Collected data entries:
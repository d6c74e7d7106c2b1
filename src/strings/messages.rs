//! # Messages
//!
//! User-facing reply strings. Detailed diagnostics go to the log; these
//! are the short lines the bot says in the conversation.

pub const COMMAND_NOT_FOUND: &str = "Command not found";
pub const UNPARSABLE_LINE: &str = "I could not parse that command line.";

pub fn command_not_found(name: &str) -> String {
    format!("Command not found: `{name}`")
}

pub fn command_failed(name: &str) -> String {
    format!("Something went wrong running `{name}`.")
}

■ **ACTIVITY**:
Using the data above, output each line exactly.

■ **COMPLETED TASK**:
repository d6c74e7d7106c2b1
filename src/strings/messages.rs
//! # Messages
//!
//! User-facing reply strings. Detailed diagnostics go to the log; these
//! are the short lines the bot says in the conversation.

pub const COMMAND_NOT_FOUND: &str = "Command not found";
pub const UNPARSABLE_LINE: &str = "I could not parse that command line.";

pub fn command_not_found(name: &str) -> String {
    format!("Command not found: `{name}`")
}

pub fn command_failed(name: &str) -> String {
    format!("Something went wrong running `{name}`.")
}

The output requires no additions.